I finally got this recipe on paper and on the blog in collaboration with the Mc Master Silhouette (Hamilton’s university newspaper). I was asked to share a ‘student-friendly’ recipe with simple ingredients that are easily accessed by them. This is definitely one of those recipes. It was featured on the front page of the newspaper and the full recipe was included in the inside article along with some very kind words by the editor about the blog and our work. I think the students will love it and I know you will too! Here’s the link to the article online if you wanted to check it out.
It’s one of those dishes that tastes better the next day. The flavours seem to develop more over night so make sure and make a little extra cause you will want to be enjoying leftovers the next day.
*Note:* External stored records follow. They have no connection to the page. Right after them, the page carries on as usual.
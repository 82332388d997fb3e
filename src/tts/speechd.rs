//! Speechd-ng TTS backend using D-Bus
//!
//! Long results (object lists, directions) are sent one sentence at a time so
//! that stopping the synthesizer takes effect at the next sentence boundary.

use crate::tts::TtsEngine;
use anyhow::{Context, Result};
use async_trait::async_trait;
use tracing::{debug, info};
use zbus::{proxy, Connection};

#[proxy(
    interface = "org.speech.Service",
    default_service = "org.speech.Service",
    default_path = "/org/speech/Service"
)]
trait SpeechService {
    fn speak(&self, text: &str) -> zbus::Result<()>;
    fn ping(&self) -> zbus::Result<String>;
}

pub struct SpeechdEngine {
    proxy: SpeechServiceProxy<'static>,
}

impl std::fmt::Debug for SpeechdEngine {
    fn fmt(&self, f: &mut std::fmt::Formatter<'_>) -> std::fmt::Result {
        f.debug_struct("SpeechdEngine").finish_non_exhaustive()
    }
}

impl SpeechdEngine {
    /// Connect on the session bus and check the service answers
    pub async fn connect() -> Result<Self> {
        let connection = Connection::session()
            .await
            .context("no D-Bus session bus")?;
        let proxy = SpeechServiceProxy::new(&connection).await?;

        let version = proxy
            .ping()
            .await
            .context("speechd-ng not responding")?;
        info!("🔊 Connected to speechd-ng: {}", version);

        Ok(Self { proxy })
    }
}

/// Split on sentence punctuation, keeping the punctuation
fn sentences(text: &str) -> Vec<&str> {
    let mut parts = Vec::new();
    let mut start = 0;
    for (i, c) in text.char_indices() {
        if matches!(c, '.' | '!' | '?') {
            let end = i + c.len_utf8();
            let next_is_space = text[end..].chars().next().map_or(true, char::is_whitespace);
            if next_is_space {
                parts.push(text[start..end].trim());
                start = end;
            }
        }
    }
    parts.push(text[start..].trim());
    parts.retain(|part| !part.is_empty());
    parts
}

#[async_trait]
impl TtsEngine for SpeechdEngine {
    async fn speak(&self, text: &str) -> Result<()> {
        for sentence in sentences(text) {
            debug!("speechd-ng: '{}'", sentence);
            self.proxy.speak(sentence).await?;
        }
        Ok(())
    }

    fn name(&self) -> &str {
        "speechd_ng"
    }
}
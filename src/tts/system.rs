//! System TTS engine
//!
//! Shells out to spd-say (speech-dispatcher) or espeak-ng and waits for the
//! utterance to finish so completion can be reported.

use super::TtsEngine;
use anyhow::Result;
use async_trait::async_trait;
use std::io::ErrorKind;
use tokio::process::Command;
use tracing::debug;

#[derive(Debug)]
pub struct SystemEngine {
    language: String,
}

impl SystemEngine {
    pub fn new(language: &str) -> Self {
        // espeak-ng and spd-say take a bare language code
        let language = language
            .split(['-', '_'])
            .next()
            .unwrap_or("en")
            .to_lowercase();
        Self { language }
    }
}

#[async_trait]
impl TtsEngine for SystemEngine {
    async fn speak(&self, text: &str) -> Result<()> {
        debug!("System speaking: {}", text);

        // -w blocks until speech-dispatcher has finished the message
        match Command::new("spd-say")
            .args(["-w", "-l", &self.language])
            .arg(text)
            .kill_on_drop(true)
            .status()
            .await
        {
            Ok(status) if status.success() => return Ok(()),
            Ok(status) => debug!("spd-say exited with {}", status),
            Err(e) if e.kind() == ErrorKind::NotFound => debug!("spd-say not installed"),
            Err(e) => return Err(e.into()),
        }

        match Command::new("espeak-ng")
            .args(["-v", &self.language])
            .arg(text)
            .kill_on_drop(true)
            .status()
            .await
        {
            Ok(status) if status.success() => Ok(()),
            Ok(status) => Err(anyhow::anyhow!("espeak-ng exited with {}", status)),
            Err(e) if e.kind() == ErrorKind::NotFound => Err(anyhow::anyhow!(
                "No system TTS command found (tried spd-say, espeak-ng)"
            )),
            Err(e) => Err(e.into()),
        }
    }

    fn name(&self) -> &str {
        "system"
    }
}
It also freezes marvelously so that is even more reason to make a little extra to add to your freezer stash and meal prep roster.
This is a great staple recipe made with mostly pantry items. It’s one of those back pocket recipes that’s great to pull out when you have very little time to prep a meal or when you are tempted to order take-out but don’t want to spend the money and want a low effort but delicious meal. It is also so versatile too. If you wanted to make it creamier you could add some coconut milk to it and if you did want to add meat you could do that too. All you have to do it sauté it separately or first before adding the onion, garlic, chili and ginger. You could add more veggies or replace the spinach with kale too. There are many ways you could doctor this up to suit your taste. That’s why I call it a staple basic recipe that is fabulous as is but that you can also get creative with so give it a try and have fun with it!
- 3 tablespoons olive oil
- 4 garlic cloves, chopped
- 1 red chili, coarsely chopped (optional for some heat - alternatively use ½ tsp of dried chili flakes - if using fresh scrape out seeds for less intense heat)
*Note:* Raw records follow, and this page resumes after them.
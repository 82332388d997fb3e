#![allow(dead_code)]

pub mod mock_asr;
pub mod mock_tts;

use async_trait::async_trait;
use himba_voice::asr::RecognizerEvent;
use himba_voice::collab::{
    Account, Detector, Navigator, ProfileStore, RegistrationForm, UserProfile,
};
use himba_voice::commands::{DetectionMode, DetectionRequest, Screen};
use himba_voice::session::{EventReceiver, SessionOptions};
use himba_voice::tts::SynthesizerEvent;
use himba_voice::{Dispatcher, Engines, ScreenSession, SessionEvent, TurnState, VoiceError, VoiceResult};
use mock_asr::MockAsr;
use mock_tts::MockTts;
use std::sync::{Arc, Mutex};
use std::time::Duration;

/// Records every navigation request
#[derive(Debug, Default)]
pub struct RecordingNavigator {
    pub visited: Mutex<Vec<Screen>>,
}

impl RecordingNavigator {
    pub fn visited(&self) -> Vec<Screen> {
        self.visited.lock().unwrap().clone()
    }
}

impl Navigator for RecordingNavigator {
    fn navigate(&self, screen: Screen) {
        self.visited.lock().unwrap().push(screen);
    }
}

/// Profile kept in memory
#[derive(Debug, Default)]
pub struct MemoryProfileStore {
    pub profile: Mutex<UserProfile>,
}

impl ProfileStore for MemoryProfileStore {
    fn load(&self) -> VoiceResult<UserProfile> {
        Ok(self.profile.lock()?.clone())
    }

    fn store(&self, profile: &UserProfile) -> VoiceResult<()> {
        *self.profile.lock()? = profile.clone();
        Ok(())
    }
}

/// Detector answering from a fixed catalog
#[derive(Debug)]
pub struct MockDetector {
    pub catalog: Vec<String>,
    pub segmentation_online: bool,
    pub requests: Mutex<Vec<(DetectionRequest, DetectionMode)>>,
}

impl Default for MockDetector {
    fn default() -> Self {
        Self {
            catalog: ["bottle", "bottle opener", "bowl", "cup", "traffic light"]
                .iter()
                .map(|s| s.to_string())
                .collect(),
            segmentation_online: false,
            requests: Mutex::new(Vec::new()),
        }
    }
}

#[async_trait]
impl Detector for MockDetector {
    fn catalog(&self, _mode: DetectionMode) -> Vec<String> {
        self.catalog.clone()
    }

    fn is_available(&self, mode: DetectionMode) -> bool {
        mode == DetectionMode::ObjectDetection || self.segmentation_online
    }

    async fn detect(&self, request: &DetectionRequest, mode: DetectionMode) -> VoiceResult<String> {
        self.requests.lock()?.push((request.clone(), mode));
        match request {
            DetectionRequest::Object { name, .. } => Ok(format!("Distance to {}: 1.50 meters, Steps: 2", name)),
            DetectionRequest::Text(text) => Ok(format!("Found text {}", text)),
            DetectionRequest::FullAnalysis => Err(VoiceError::collaborator("detector", "camera busy")),
        }
    }
}

#[derive(Debug, Default)]
pub struct MockAccount {
    pub registered: Mutex<Vec<RegistrationForm>>,
    pub log_outs: Mutex<usize>,
}

#[async_trait]
impl Account for MockAccount {
    async fn register(&self, form: &RegistrationForm) -> VoiceResult<()> {
        self.registered.lock()?.push(form.clone());
        Ok(())
    }

    async fn log_out(&self) -> VoiceResult<()> {
        *self.log_outs.lock()? += 1;
        Ok(())
    }
}

/// One screen session wired to recording mocks, driven step by step
pub struct Harness {
    pub session: ScreenSession,
    pub rx: EventReceiver,
    pub dispatcher: Dispatcher,
    pub asr: MockAsr,
    pub tts: MockTts,
    pub navigator: Arc<RecordingNavigator>,
    pub profile: Arc<MemoryProfileStore>,
    pub detector: Arc<MockDetector>,
    pub account: Arc<MockAccount>,
}

impl Harness {
    /// Open `screen` with the mic on and no welcome message
    pub fn open(screen: Screen) -> Self {
        Self::with_options(
            screen,
            SessionOptions {
                speak_welcome: false,
                ..SessionOptions::default()
            },
            MockDetector::default(),
        )
    }

    pub fn with_options(screen: Screen, options: SessionOptions, detector: MockDetector) -> Self {
        let asr = MockAsr::new();
        let tts = MockTts::new();
        let navigator = Arc::new(RecordingNavigator::default());
        let profile = Arc::new(MemoryProfileStore::default());
        let detector = Arc::new(detector);
        let account = Arc::new(MockAccount::default());

        let dispatcher = Dispatcher::new(
            navigator.clone(),
            detector.clone(),
            profile.clone(),
            account.clone(),
        );
        let engines = Engines::new(Arc::new(asr.clone()), Arc::new(tts.clone()));
        let (session, rx) =
            ScreenSession::open(screen, &options, engines).expect("Failed to open session");

        Self {
            session,
            rx,
            dispatcher,
            asr,
            tts,
            navigator,
            profile,
            detector,
            account,
        }
    }

    pub fn state(&self) -> TurnState {
        self.session.controller().state()
    }

    pub fn send(&mut self, event: SessionEvent) -> bool {
        self.session.handle_event(event, &self.dispatcher)
    }

    /// The recognizer heard `text`
    pub fn hear(&mut self, text: &str) {
        self.send(SessionEvent::Recognizer(RecognizerEvent::Result(text.to_string())));
    }

    /// The synthesizer finished the current utterance
    pub fn finish_speech(&mut self) {
        let id = self.tts.finish().expect("nothing is being spoken");
        self.send(SessionEvent::Synthesizer(SynthesizerEvent::Done(id)));
    }

    /// Let everything queued be spoken
    pub fn drain_speech(&mut self) {
        while self.tts.is_speaking() {
            self.finish_speech();
        }
    }

    /// Wait for the next out-of-band result and feed it in
    pub async fn complete_next(&mut self) {
        let event = tokio::time::timeout(Duration::from_secs(2), self.rx.recv())
            .await
            .expect("timed out waiting for a collaborator result")
            .expect("session queue closed");
        assert!(matches!(event, SessionEvent::Completed { .. }), "unexpected {:?}", event);
        self.send(event);
    }

    /// Mic and speaker agree with the turn state
    pub fn assert_consistent(&self) {
        let state = self.state();
        assert_eq!(self.asr.is_capturing(), state == TurnState::Listening, "capturing while {}", state);
        assert_eq!(self.tts.is_speaking(), state == TurnState::Speaking, "speaking while {}", state);
        assert!(self.session.controller().handles_consistent());
    }
}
- 1 inch piece of ginger, peeled and finely chopped or grated
- 8 oz fresh or frozen chopped spinach, washed and drained if needed
- 1 onion, peeled and finely chopped
- 1½-2 tablespoons curry powder (any curry you like - I used red Thai curry powder)
- 1 teaspoon ground chili powder
- 1 tablespoon tomato paste
- One 19-oz can chickpeas, drained and rinsed
- 28-oz can whole peeled tomatoes or diced with their juices
- ¼ cup fresh cilantro plus more for garnish (optional)
- Salt and pepper to taste
- Flatbread/naan or steamed white rice, for serving
- Heat oil in a large skillet over medium-high heat.
- Add onion, garlic, chile, and ginger; sauté until fragrant and softened, about 3-4 minutes
- Add the curry powder and the chili powder and continue to sauté with the onion mixture for one minute more.
- Add the tomato paste and continue to cook it stirring it in with the curry and onion mixture for another minute.
- Add ¼ cup of water to the skillet along with the spinach and continue to sauté for a few minutes until the spinach has wilted.
- Add chickpeas and tomatoes with juices, squeezing tomatoes with your hand as you add them to pan or use the back of your wooden spoon to break apart in the pan (if using whole), and another ½ cup water.
- Season with salt and pepper and simmer until tomatoes are broken down and sauce has thickened, about 10-15 minutes or more depending on how thick you want the sauce.
- Remove from heat and serve with rice and/or naan bread
- To freeze, portion out into meal prep containers, cool completely, then freeze for up to 2 months. Thaw overnight in the fridge, then reheat until steaming hot in the microwave or stove top.
- To add some creaminess to this dish you can serve it with a dollop of yoghurt, or you can swirl in some cream or coconut milk to the dish right before it comes off the heat for extra richness.